I also second Nolsguy on this, your experience level does not sound like it is up to paddling class iv yet. I recommend to take a step back, get in a roll class and start out on some class I and II.


----------



## reelfisher10 (May 21, 2010)

NolsGuy said:


> Ok...so this kind of got my attention: *i went down the gunnision gorge in a cheap raft with some friends onetime and i fell into some nice rapids onetime while i was fishing from shore lol. i dont have a lot of experience so i am not really wanting any crazy creekboat. would a basic 70gal volume river runner be able to hold a sleeping bag? *
> 
> So...have you considered just sticking with lakes?
> 
> Just sayin'.


 Lakes get boring after awhile. Class I and II? Really? I am not trying to sound like a hard ass but if you cant kayak or boat down class I or II rapids then you have a lot of learning to do. I am not a professional but I am not completely retarded. I went down the gunnision gorge when it was flowing a little over 3000cfs so there were some decent class III+ rapids. Yes I know that is crazy ridiculous as I am going down these waves I look over and see a 14yr old kid in a raft with his family.


----------



## thecraw (Oct 12, 2003)

Reelfish,

So, I have this feeling that you may be talking about paddling an inflated commercial raft class IV mixed with mostly commercial III. This is not widely considered the same rating by kayakers and most private rafters. That said, even with most commercial IV's I know of, that would be way too much to paddle a rush down. Can you make it down? maybe.... But do you run the risk of loosing/damaging your gear and a potentially scary ass swim. 
Take it from these other buzzards, this is probably one of those good sounding but bad ideas...


----------



## reelfisher10 (May 21, 2010)

yeah I was talking to some guy at work about this and he said the old town wont handle and your a dumba$$. So I guess I'll keep looking for a river runner. But how do you camp and paddle a kayak at the same time. Or is there room to store camping stuff on a basic river runner kayak?


----------



## Phil U. (Feb 7, 2009)

reelfisher10 said:


> Lakes get boring after awhile. Class I and II? Really? I am not trying to sound like a hard ass but if you cant kayak or boat down class I or II rapids then you have a lot of learning to do. I am not a professional but I am not completely retarded. I went down the gunnision gorge when it was flowing a little over 3000cfs so there were some decent class III+ rapids. Yes I know that is crazy ridiculous as I am going down these waves I look over and see a 14yr old kid in a raft with his family.
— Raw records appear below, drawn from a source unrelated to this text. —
use std::{
    path::PathBuf,
    sync::{mpsc, Arc, Mutex},
    thread::{self, JoinHandle},
};

use anyhow::{anyhow, Context, Result};
use log::{error, info};
use rusqlite::Connection;
use tokio::sync::oneshot;

use super::migrations::run_migrations;

type DbTask = Box<dyn FnOnce(&mut Connection) + Send + 'static>;

enum DbCommand {
    Execute(DbTask),
    Shutdown,
}

struct DatabaseInner {
    sender: mpsc::Sender<DbCommand>,
    worker: Mutex<Option<JoinHandle<()>>>,
}

impl Drop for DatabaseInner {
    fn drop(&mut self) {
        let mut guard = match self.worker.lock() {
            Ok(guard) => guard,
            Err(poisoned) => poisoned.into_inner(),
        };

        if let Some(handle) = guard.take() {
            if let Err(err) = self.sender.send(DbCommand::Shutdown) {
                error!("Failed to send shutdown to DB thread: {err}");
            }
            if let Err(join_err) = handle.join() {
                error!("Failed to join DB thread: {join_err:?}");
            }
        }
    }
}

/// SQLite handle. The connection lives on its own thread; async callers hand
/// it closures and await the reply.
#[derive(Clone)]
pub struct Database {
    inner: Arc<DatabaseInner>,
}

impl Database {
    pub fn new(db_path: PathBuf) -> Result<Self> {
        if let Some(parent) = db_path.parent() {
            std::fs::create_dir_all(parent).with_context(|| {
                format!("failed to create database directory {}", parent.display())
            })?;
        }

        let (command_tx, command_rx) = mpsc::channel::<DbCommand>();
        let (ready_tx, ready_rx) = mpsc::channel();
        let path_for_thread = db_path.clone();

        let worker = thread::Builder::new()
            .name("study-guardian-db".into())
            .spawn(move || {
                let mut conn = match Connection::open(&path_for_thread) {
                    Ok(connection) => connection,
                    Err(err) => {
                        let _ = ready_tx.send(Err(anyhow::Error::new(err)
                            .context("failed to open SQLite database")));
                        return;
                    }
                };

                if let Err(err) = conn.pragma_update(None, "journal_mode", "WAL") {
                    error!("Failed to enable WAL mode: {err}");
                }

                let init_result =
                    run_migrations(&mut conn).context("failed to run database migrations");
                if ready_tx.send(init_result).is_err() {
                    error!("DB initialization receiver dropped before ready signal");
                    return;
                }

                while let Ok(command) = command_rx.recv() {
                    match command {
                        DbCommand::Execute(task) => {
                            task(&mut conn);
                        }
                        DbCommand::Shutdown => break,
                    }
                }

                info!("Database thread shutting down");
            })
            .with_context(|| "failed to spawn database worker thread")?;

        ready_rx
            .recv()
            .context("database worker exited before signaling readiness")??;

        info!("Database initialized at {}", db_path.display());

        Ok(Self {
            inner: Arc::new(DatabaseInner {
                sender: command_tx,
                worker: Mutex::new(Some(worker)),
            }),
        })
    }

    pub async fn execute<F, T>(&self, task: F) -> Result<T>
    where
        F: FnOnce(&mut Connection) -> Result<T> + Send + 'static,
        T: Send + 'static,
    {
        let sender = self.inner.sender.clone();
        let (reply_tx, reply_rx) = oneshot::channel();

        let command = DbCommand::Execute(Box::new(move |conn| {
            let result = task(conn);
            if reply_tx.send(result).is_err() {
                error!("DB caller dropped before receiving result");
            }
        }));

        sender
            .send(command)
            .map_err(|err| anyhow!("failed to send command to DB thread: {err}"))?;

        reply_rx
            .await
            .map_err(|_| anyhow!("database thread terminated unexpectedly"))?
    }
}
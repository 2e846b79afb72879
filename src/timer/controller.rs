use std::{sync::Arc, time::Duration};

use log::{debug, error, info, warn};
use rand::Rng;
use serde::Serialize;
use tokio::{
    sync::{broadcast, mpsc, Mutex},
    task::JoinHandle,
    time::{self, Instant, MissedTickBehavior},
};
use tokio_util::sync::CancellationToken;

use crate::clock::Clock;
use crate::error::TimerError;
use crate::notify::NotificationDispatcher;
use crate::session::{FlushReport, SessionLogger, SessionRecord};

use super::{RunState, TimerConfiguration, TimerEngine, TimerEvent, TimerSnapshot};

const UPDATE_CHANNEL_CAPACITY: usize = 64;

/// What subscribers of a [`TimerController`] receive.
#[derive(Debug, Clone, Serialize)]
#[serde(tag = "kind", rename_all = "camelCase")]
pub enum TimerUpdate {
    Event { event: TimerEvent },
    Heartbeat { snapshot: TimerSnapshot },
    /// Sessions that will never reach the backend.
    Unrecorded { count: usize },
}

/// Drives a [`TimerEngine`] once per second and fans its events out to the
/// session logger, the notification dispatcher and subscribers.
pub struct TimerController<C: Clock> {
    engine: Arc<Mutex<TimerEngine<C>>>,
    logger: Arc<SessionLogger>,
    notifier: Arc<NotificationDispatcher>,
    updates: broadcast::Sender<TimerUpdate>,
    records: mpsc::UnboundedSender<SessionRecord>,
    ticker: Arc<Mutex<Option<JoinHandle<()>>>>,
    flusher: Arc<Mutex<Option<JoinHandle<()>>>>,
    shutdown: CancellationToken,
    tick_interval: Duration,
    heartbeat_every_ticks: u32,
    flush_interval: Duration,
}

impl<C: Clock> Clone for TimerController<C> {
    fn clone(&self) -> Self {
        Self {
            engine: self.engine.clone(),
            logger: self.logger.clone(),
            notifier: self.notifier.clone(),
            updates: self.updates.clone(),
            records: self.records.clone(),
            ticker: self.ticker.clone(),
            flusher: self.flusher.clone(),
            shutdown: self.shutdown.clone(),
            tick_interval: self.tick_interval,
            heartbeat_every_ticks: self.heartbeat_every_ticks,
            flush_interval: self.flush_interval,
        }
    }
}

impl<C: Clock> TimerController<C> {
    /// Must be called inside a tokio runtime: session records are delivered
    /// by a task spawned here, one at a time and in the order they were made.
    pub fn new(
        clock: C,
        configuration: TimerConfiguration,
        logger: Arc<SessionLogger>,
        notifier: Arc<NotificationDispatcher>,
        flush_interval: Duration,
    ) -> Self {
        let debug_mode = std::env::var("STUDY_GUARDIAN_DEBUG")
            .map(|value| value == "1" || value.eq_ignore_ascii_case("true"))
            .unwrap_or(false);
        let (updates, _) = broadcast::channel(UPDATE_CHANNEL_CAPACITY);
        let (records, pending) = mpsc::unbounded_channel();

        tokio::spawn(deliver_records(
            pending,
            logger.clone(),
            notifier.clone(),
            updates.clone(),
        ));

        Self {
            engine: Arc::new(Mutex::new(TimerEngine::new(clock, configuration))),
            logger,
            notifier,
            updates,
            records,
            ticker: Arc::new(Mutex::new(None)),
            flusher: Arc::new(Mutex::new(None)),
            shutdown: CancellationToken::new(),
            tick_interval: Duration::from_secs(1),
            heartbeat_every_ticks: if debug_mode { 1 } else { 10 },
            flush_interval,
        }
    }

    pub fn with_heartbeat_every(mut self, ticks: u32) -> Self {
        self.heartbeat_every_ticks = ticks.max(1);
        self
    }

    pub fn subscribe(&self) -> broadcast::Receiver<TimerUpdate> {
        self.updates.subscribe()
    }

    pub async fn get_snapshot(&self) -> TimerSnapshot {
        self.engine.lock().await.snapshot()
    }

    pub async fn start(&self, configuration: TimerConfiguration) -> Result<TimerSnapshot, TimerError> {
        self.apply(true, move |engine| engine.start(configuration)).await
    }

    pub async fn pause(&self) -> Result<TimerSnapshot, TimerError> {
        self.apply(false, |engine| engine.pause()).await
    }

    pub async fn resume(&self) -> Result<TimerSnapshot, TimerError> {
        self.apply(false, |engine| engine.resume()).await
    }

    pub async fn stop(&self) -> Result<TimerSnapshot, TimerError> {
        self.apply(true, |engine| engine.stop()).await
    }

    pub async fn advance(&self) -> Result<TimerSnapshot, TimerError> {
        self.apply(true, |engine| engine.advance()).await
    }

    pub async fn skip(&self) -> Result<TimerSnapshot, TimerError> {
        self.apply(true, |engine| engine.skip()).await
    }

    /// Redelivers queued records now and warns about any that were dropped.
    pub async fn flush_now(&self) -> anyhow::Result<FlushReport> {
        flush_and_report(&self.logger, &self.notifier, &self.updates).await
    }

    /// Flushes the local queue once right away, then on a jittered interval
    /// until [`TimerController::shutdown`].
    pub async fn start_background_flush(&self) {
        let mut guard = self.flusher.lock().await;
        if let Some(handle) = guard.take() {
            handle.abort();
        }

        let logger = self.logger.clone();
        let notifier = self.notifier.clone();
        let updates = self.updates.clone();
        let shutdown = self.shutdown.clone();
        let base = self.flush_interval;

        let handle = tokio::spawn(async move {
            if let Err(err) = flush_and_report(&logger, &notifier, &updates).await {
                warn!("Start-up session flush failed: {err:#}");
            }

            loop {
                let delay = jittered(base);
                tokio::select! {
                    _ = shutdown.cancelled() => break,
                    _ = time::sleep(delay) => {}
                }
                if let Err(err) = flush_and_report(&logger, &notifier, &updates).await {
                    warn!("Background session flush failed: {err:#}");
                }
            }
            debug!("Background flush stopped");
        });

        *guard = Some(handle);
    }

    pub async fn shutdown(&self) {
        self.shutdown.cancel();
        if let Some(handle) = self.ticker.lock().await.take() {
            handle.abort();
        }
        if let Some(handle) = self.flusher.lock().await.take() {
            handle.abort();
        }
        self.notifier.stop_alerts();
        info!("Timer controller shut down");
    }

    /// Runs one engine operation. The ticker lock is held throughout so the
    /// ticker always matches the run state the operation left behind.
    async fn apply<F>(&self, silence_alerts: bool, operation: F) -> Result<TimerSnapshot, TimerError>
    where
        F: FnOnce(&mut TimerEngine<C>) -> Result<Vec<TimerEvent>, TimerError>,
    {
        let mut ticker = self.ticker.lock().await;

        let (events, snapshot) = {
            let mut engine = self.engine.lock().await;
            let events = operation(&mut engine)?;
            (events, engine.snapshot())
        };

        if silence_alerts {
            self.notifier.stop_alerts();
        }
        route_events(&self.records, &self.notifier, &self.updates, events);

        if let Some(handle) = ticker.take() {
            handle.abort();
        }
        if snapshot.state.run_state == RunState::Running {
            *ticker = Some(self.spawn_ticker());
        }

        Ok(snapshot)
    }

    fn spawn_ticker(&self) -> JoinHandle<()> {
        let engine = self.engine.clone();
        let notifier = self.notifier.clone();
        let updates = self.updates.clone();
        let records = self.records.clone();
        let shutdown = self.shutdown.clone();
        let heartbeat_every = self.heartbeat_every_ticks;

        // Anchored now, not when the task is first polled. Late ticks are
        // delivered one after another so every elapsed second is counted.
        let mut interval =
            time::interval_at(Instant::now() + self.tick_interval, self.tick_interval);
        interval.set_missed_tick_behavior(MissedTickBehavior::Burst);

        tokio::spawn(async move {
            let mut ticks: u32 = 0;

            loop {
                tokio::select! {
                    _ = shutdown.cancelled() => break,
                    _ = interval.tick() => {}
                }

                let (events, snapshot) = {
                    let mut guard = engine.lock().await;
                    if guard.run_state() != RunState::Running {
                        break;
                    }
                    let events = guard.tick();
                    (events, guard.snapshot())
                };

                route_events(&records, &notifier, &updates, events);

                ticks = ticks.wrapping_add(1);
                if ticks % heartbeat_every == 0 {
                    let _ = updates.send(TimerUpdate::Heartbeat {
                        snapshot: snapshot.clone(),
                    });
                }

                if snapshot.state.run_state != RunState::Running {
                    break;
                }
            }
        })
    }
}

fn route_events(
    records: &mpsc::UnboundedSender<SessionRecord>,
    notifier: &NotificationDispatcher,
    updates: &broadcast::Sender<TimerUpdate>,
    events: Vec<TimerEvent>,
) {
    for event in events {
        debug!("Timer event: {}", event.name());

        if let Some(record) = event.session_record() {
            if records.send(record.clone()).is_err() {
                error!("Session {} dropped: delivery task is gone", record.idempotency_key);
            }
        }

        notifier.handle(&event);
        // No subscribers is fine.
        let _ = updates.send(TimerUpdate::Event { event });
    }
}

async fn deliver_records(
    mut pending: mpsc::UnboundedReceiver<SessionRecord>,
    logger: Arc<SessionLogger>,
    notifier: Arc<NotificationDispatcher>,
    updates: broadcast::Sender<TimerUpdate>,
) {
    while let Some(record) = pending.recv().await {
        if let Err(fallback) = logger.record(record).await {
            if fallback.queued {
                info!("Session {} queued for redelivery", fallback.key);
            } else {
                error!("Session {} was not recorded: {}", fallback.key, fallback.reason);
                warn_unrecorded(&notifier, &updates, 1);
            }
        }
    }
    debug!("Session delivery stopped");
}

async fn flush_and_report(
    logger: &SessionLogger,
    notifier: &NotificationDispatcher,
    updates: &broadcast::Sender<TimerUpdate>,
) -> anyhow::Result<FlushReport> {
    let report = logger.flush().await?;
    warn_unrecorded(notifier, updates, report.exhausted.len());
    Ok(report)
}

fn warn_unrecorded(
    notifier: &NotificationDispatcher,
    updates: &broadcast::Sender<TimerUpdate>,
    count: usize,
) {
    if count == 0 {
        return;
    }
    notifier.warn_unrecorded(count);
    let _ = updates.send(TimerUpdate::Unrecorded { count });
}

/// `base` plus or minus up to a tenth, so many clients do not flush in step.
fn jittered(base: Duration) -> Duration {
    let spread = base.as_millis() as u64 / 10;
    if spread == 0 {
        return base;
    }
    let offset = rand::thread_rng().gen_range(0..=spread * 2);
    base - Duration::from_millis(spread) + Duration::from_millis(offset)
}

#[cfg(test)]
mod tests {
    use super::*;

    #[test]
    fn jitter_stays_within_a_tenth() {
        let base = Duration::from_secs(60);
        for _ in 0..100 {
            let delay = jittered(base);
            assert!(delay >= Duration::from_secs(54));
            assert!(delay <= Duration::from_secs(66));
        }
        assert_eq!(jittered(Duration::from_millis(5)), Duration::from_millis(5));
    }
}
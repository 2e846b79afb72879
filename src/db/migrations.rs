use anyhow::{bail, Context, Result};
use rusqlite::{Connection, Transaction};

const CURRENT_SCHEMA_VERSION: i32 = 1;

pub fn run_migrations(conn: &mut Connection) -> Result<()> {
    let mut version: i32 = conn
        .pragma_query_value(None, "user_version", |row| row.get(0))
        .context("failed to read user_version pragma")?;

    if version > CURRENT_SCHEMA_VERSION {
        bail!(
            "database version ({}) is newer than supported schema ({})",
            version,
            CURRENT_SCHEMA_VERSION
        );
    }

    if version == CURRENT_SCHEMA_VERSION {
        return Ok(());
    }

    let tx = conn
        .transaction()
        .context("failed to open migration transaction")?;

    while version < CURRENT_SCHEMA_VERSION {
        let next_version = version + 1;
        apply_migration(&tx, next_version)
            .with_context(|| format!("migration to version {next_version} failed"))?;
        version = next_version;
    }

    tx.pragma_update(None, "user_version", CURRENT_SCHEMA_VERSION)
        .context("failed to update user_version pragma")?;
    tx.commit().context("failed to commit migrations")?;

    Ok(())
}

fn apply_migration(tx: &Transaction<'_>, version: i32) -> Result<()> {
    match version {
        1 => {
            tx.execute_batch(include_str!("schemas/schema_v1.sql"))
                .context("failed to execute schema_v1.sql")?;
            Ok(())
        }
        _ => bail!("unknown migration target version: {version}"),
    }
}

#[cfg(test)]
mod tests {
    use super::*;

    #[test]
    fn migrations_are_idempotent() {
        let mut conn = Connection::open_in_memory().unwrap();
        run_migrations(&mut conn).unwrap();
        run_migrations(&mut conn).unwrap();

        let version: i32 = conn
            .pragma_query_value(None, "user_version", |row| row.get(0))
            .unwrap();
        assert_eq!(version, CURRENT_SCHEMA_VERSION);

        let count: i64 = conn
            .query_row("SELECT COUNT(*) FROM pending_sessions", [], |row| row.get(0))
            .unwrap();
        assert_eq!(count, 0);
    }

    #[test]
    fn rejects_newer_schema() {
        let mut conn = Connection::open_in_memory().unwrap();
        conn.pragma_update(None, "user_version", CURRENT_SCHEMA_VERSION + 1)
            .unwrap();
        assert!(run_migrations(&mut conn).is_err());
    }
}
use serde::{Deserialize, Serialize};

use crate::session::SessionRecord;

use super::{Phase, RunState};

/// Lifecycle events emitted by the engine, in the order they happened.
#[derive(Debug, Clone, Serialize, Deserialize, PartialEq)]
#[serde(tag = "type", rename_all = "camelCase")]
pub enum TimerEvent {
    Started {
        phase: Phase,
        cycle_index: u32,
        duration_seconds: u32,
    },
    Paused {
        remaining_seconds: u32,
    },
    Resumed {
        remaining_seconds: u32,
    },
    /// A phase ran down to zero.
    PhaseCompleted {
        record: SessionRecord,
        next_phase: Phase,
    },
    /// A phase was cut short by `stop()` or `skip()`.
    PhaseAborted {
        record: SessionRecord,
    },
    /// A new phase began counting down without owner interaction.
    PhaseStarted {
        phase: Phase,
        cycle_index: u32,
        duration_seconds: u32,
        run_state: RunState,
    },
    /// Manual-advance mode: the next phase is waiting for `advance()`.
    PhaseReady {
        phase: Phase,
        cycle_index: u32,
        duration_seconds: u32,
    },
}

impl TimerEvent {
    pub fn name(&self) -> &'static str {
        match self {
            TimerEvent::Started { .. } => "started",
            TimerEvent::Paused { .. } => "paused",
            TimerEvent::Resumed { .. } => "resumed",
            TimerEvent::PhaseCompleted { .. } => "phase-completed",
            TimerEvent::PhaseAborted { .. } => "phase-aborted",
            TimerEvent::PhaseStarted { .. } => "phase-started",
            TimerEvent::PhaseReady { .. } => "phase-ready",
        }
    }

    /// The record to hand to the session logger, if this event closes a phase.
    pub fn session_record(&self) -> Option<&SessionRecord> {
        match self {
            TimerEvent::PhaseCompleted { record, .. } | TimerEvent::PhaseAborted { record } => {
                Some(record)
            }
            _ => None,
        }
    }
}
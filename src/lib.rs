pub mod api;
#[cfg(feature = "audio")]
pub mod audio;
pub mod clock;
pub mod db;
pub mod error;
pub mod notify;
pub mod session;
pub mod settings;
pub mod timer;
mod utils;

use std::{path::Path, sync::Arc, time::Duration};

use anyhow::Context;

pub use api::{HttpApi, PresetSource, SessionSink};
pub use clock::{Clock, ManualClock, SystemClock};
pub use db::Database;
pub use error::{ApiError, NotificationError, QueueFallback, TimerError};
pub use notify::{BannerPresenter, DesktopNotifier, NotificationDispatcher};
pub use session::{Ack, FlushReport, LocalQueue, SessionLogger, SessionRecord};
pub use settings::{Settings, SettingsStore};
pub use timer::{
    AdvanceMode, Phase, RunState, TimerConfiguration, TimerController, TimerEngine, TimerEvent,
    TimerSnapshot, TimerState, TimerUpdate,
};

const APP_NAME: &str = "Study Guardian";

/// Sets up `env_logger` from `RUST_LOG`, defaulting to `info`. Safe to call
/// more than once.
pub fn init_logging() {
    let _ = env_logger::Builder::from_default_env()
        .filter_level(log::LevelFilter::Info)
        .try_init();
}

/// Everything a host shell needs, wired from one data directory.
pub struct StudyGuardian {
    pub settings: Arc<SettingsStore>,
    pub database: Database,
    pub api: Arc<HttpApi>,
    pub timer: TimerController<SystemClock>,
}

impl StudyGuardian {
    /// Opens settings and the local queue under `data_dir`, builds the HTTP
    /// client and starts the background flush. Must be called inside a tokio
    /// runtime.
    ///
    /// `banner` is the host's in-app banner. Without one, warnings that would
    /// go to a banner use the system notification instead.
    pub async fn open(
        data_dir: &Path,
        banner: Option<Arc<dyn BannerPresenter>>,
    ) -> anyhow::Result<Self> {
        std::fs::create_dir_all(data_dir)
            .with_context(|| format!("failed to create {}", data_dir.display()))?;

        let settings = Arc::new(SettingsStore::new(data_dir.join("settings.json"))?);
        let current = settings.settings();

        let database = Database::new(data_dir.join("study-guardian.sqlite3"))?;
        let api = Arc::new(HttpApi::from_settings(&current.api)?);

        let logger = Arc::new(SessionLogger::new(
            api.clone(),
            Arc::new(database.clone()),
            current.logger.max_attempts,
        ));

        let notifier = NotificationDispatcher::new(current.notifications.clone())
            .with_system_notifier(Arc::new(DesktopNotifier::new(APP_NAME)));
        let notifier = match banner {
            Some(banner) => notifier.with_banner(banner),
            None => notifier,
        };
        #[cfg(feature = "audio")]
        let notifier = notifier.with_alert_player(Arc::new(audio::ChimePlayer::new()));

        let timer = TimerController::new(
            SystemClock::new(),
            current.timer.clone(),
            logger,
            Arc::new(notifier),
            Duration::from_secs(current.logger.flush_interval_secs.max(1)),
        );
        // Sessions left over from the last run go out first.
        timer.start_background_flush().await;

        log::info!("Study Guardian ready (data dir {})", data_dir.display());

        Ok(Self {
            settings,
            database,
            api,
            timer,
        })
    }

    /// Fetches presets and turns the one with `preset_id` into a timer
    /// configuration using the stored advance mode.
    pub async fn configuration_for_preset(
        &self,
        preset_id: &str,
    ) -> anyhow::Result<TimerConfiguration> {
        let presets = self.api.fetch_presets().await?;
        let preset = presets
            .into_iter()
            .find(|preset| preset.id == preset_id)
            .ok_or_else(|| anyhow::anyhow!("unknown preset {preset_id}"))?;
        Ok(preset.configuration(self.settings.timer().advance_mode())?)
    }

    pub async fn shutdown(&self) {
        self.timer.shutdown().await;
    }
}
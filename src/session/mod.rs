//! Session records and their delivery to the study backend.

pub mod logger;
pub mod queue;
pub mod record;

pub use logger::{Ack, FlushReport, SessionLogger};
pub use queue::{LocalQueue, MemoryQueue, QueuedRecord};
pub use record::SessionRecord;
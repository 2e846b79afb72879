use std::time::Duration;

use async_trait::async_trait;
use reqwest::StatusCode;

use crate::error::ApiError;
use crate::session::{Ack, SessionRecord};
use crate::settings::ApiSettings;

use super::{Preset, PresetSource, SessionSink};

/// JSON-over-HTTP client for the study backend.
#[derive(Clone)]
pub struct HttpApi {
    client: reqwest::Client,
    base_url: String,
}

impl HttpApi {
    pub fn new(base_url: impl Into<String>, timeout: Duration) -> Result<Self, ApiError> {
        let client = reqwest::Client::builder()
            .user_agent(concat!("study-guardian/", env!("CARGO_PKG_VERSION")))
            .timeout(timeout)
            .build()
            .map_err(|e| ApiError::Transport(format!("failed to create HTTP client: {e}")))?;

        Ok(Self {
            client,
            base_url: base_url.into().trim_end_matches('/').to_string(),
        })
    }

    pub fn from_settings(settings: &ApiSettings) -> Result<Self, ApiError> {
        Self::new(settings.base_url.clone(), Duration::from_secs(settings.timeout_secs))
    }

    pub fn base_url(&self) -> &str {
        &self.base_url
    }

    fn url(&self, path: &str) -> String {
        format!("{}/{}", self.base_url, path.trim_start_matches('/'))
    }
}

async fn error_for_status(response: reqwest::Response) -> ApiError {
    let status = response.status().as_u16();
    let body = response.text().await.unwrap_or_default();
    ApiError::Status { status, body }
}

#[async_trait]
impl SessionSink for HttpApi {
    async fn submit(&self, record: &SessionRecord) -> Result<Ack, ApiError> {
        let response = self
            .client
            .post(self.url("sessions"))
            .header("Idempotency-Key", record.idempotency_key.to_string())
            .json(record)
            .send()
            .await
            .map_err(|e| ApiError::Transport(format!("failed to submit session: {e}")))?;

        match response.status() {
            StatusCode::CONFLICT => Ok(Ack::Duplicate),
            status if status.is_success() => Ok(Ack::Accepted),
            _ => Err(error_for_status(response).await),
        }
    }
}

#[async_trait]
impl PresetSource for HttpApi {
    async fn fetch_presets(&self) -> Result<Vec<Preset>, ApiError> {
        let response = self
            .client
            .get(self.url("presets"))
            .send()
            .await
            .map_err(|e| ApiError::Transport(format!("failed to fetch presets: {e}")))?;

        if !response.status().is_success() {
            return Err(error_for_status(response).await);
        }

        response
            .json::<Vec<Preset>>()
            .await
            .map_err(|e| ApiError::Decode(e.to_string()))
    }
}
use chrono::{DateTime, Utc};
use serde::{Deserialize, Serialize};
use uuid::Uuid;

use crate::timer::Phase;

/// One finished phase, either run to zero or cut short.
///
/// The idempotency key is assigned once when the record is created and sent
/// with every delivery attempt, so retries never produce a second record on
/// the backend.
#[derive(Debug, Clone, Serialize, Deserialize, PartialEq)]
#[serde(rename_all = "camelCase")]
pub struct SessionRecord {
    pub idempotency_key: Uuid,
    pub phase: Phase,
    pub cycle_index: u32,
    pub planned_duration_seconds: u32,
    pub actual_duration_seconds: u32,
    pub started_at: DateTime<Utc>,
    pub ended_at: DateTime<Utc>,
    pub completed_normally: bool,
    pub preset_id: Option<String>,
}

impl SessionRecord {
    #[allow(clippy::too_many_arguments)]
    pub fn new(
        phase: Phase,
        cycle_index: u32,
        planned_duration_seconds: u32,
        actual_duration_seconds: u32,
        started_at: DateTime<Utc>,
        ended_at: DateTime<Utc>,
        completed_normally: bool,
        preset_id: Option<String>,
    ) -> Self {
        Self {
            idempotency_key: Uuid::new_v4(),
            phase,
            cycle_index,
            planned_duration_seconds,
            actual_duration_seconds: actual_duration_seconds.min(planned_duration_seconds),
            started_at,
            ended_at,
            completed_normally,
            preset_id,
        }
    }
}

#[cfg(test)]
mod tests {
    use super::*;

    #[test]
    fn keys_are_unique_per_record() {
        let now = Utc::now();
        let a = SessionRecord::new(Phase::Work, 1, 1500, 1500, now, now, true, None);
        let b = SessionRecord::new(Phase::Work, 1, 1500, 1500, now, now, true, None);
        assert_ne!(a.idempotency_key, b.idempotency_key);
    }

    #[test]
    fn serializes_camel_case() {
        let now = Utc::now();
        let record = SessionRecord::new(Phase::ShortBreak, 2, 300, 120, now, now, false, Some("p1".into()));
        let value = serde_json::to_value(&record).unwrap();
        assert_eq!(value["phase"], "shortBreak");
        assert_eq!(value["actualDurationSeconds"], 120);
        assert_eq!(value["completedNormally"], false);
        assert_eq!(value["presetId"], "p1");
        assert!(value["idempotencyKey"].is_string());
    }
}
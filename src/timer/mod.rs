pub mod config;
pub mod controller;
pub mod engine;
pub mod events;
pub mod phase;
pub mod state;

pub use config::{AdvanceMode, TimerConfiguration};
pub use controller::{TimerController, TimerUpdate};
pub use engine::{TimerEngine, TimerSnapshot};
pub use events::TimerEvent;
pub use phase::{next_phase, Phase, PhaseTransition};
pub use state::{RunState, TimerState};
You said you were in a raft on the Gunnison, yes? That does not prepare you for even class 2 in a kayak. People are being easy on you here. If you have no experience on moving water in a kayak then you will be a train wreck immediately after putting on "class 3 with some class 4". Most of us who have been around this sport for a while know of too many stories of ill informed, inexperienced people who get in over their heads with disastrous results. Kudos to you for posting on here to gather info. I suggest you listen, even if it isn't what you want to hear. Join a club, get a creeker (you can self support camp with one of them and they are stable), learn to roll, get comfortable in class 2, then step it up, don't paddle alone etc.

This is a great sport but you absolutely need to respect the river. And right now it is clear that you don't know what you don't know in that regard. Start right and be smart about how you progress and you may love this sport. Jumping in over your head is no way to start kayaking.

P.


----------



## thecraw (Oct 12, 2003)

There are all kinds of dual pupose boats now. Pyranha, liquid logic, and jackson all make a boat series that are fantastic for lighter ww ( up to iv) and also awesome for flatwater. They have watertight hatch systems as well that will hold more than enough gear for 2-3 days. 
Demo them, get instruction and you will have a blast!!


----------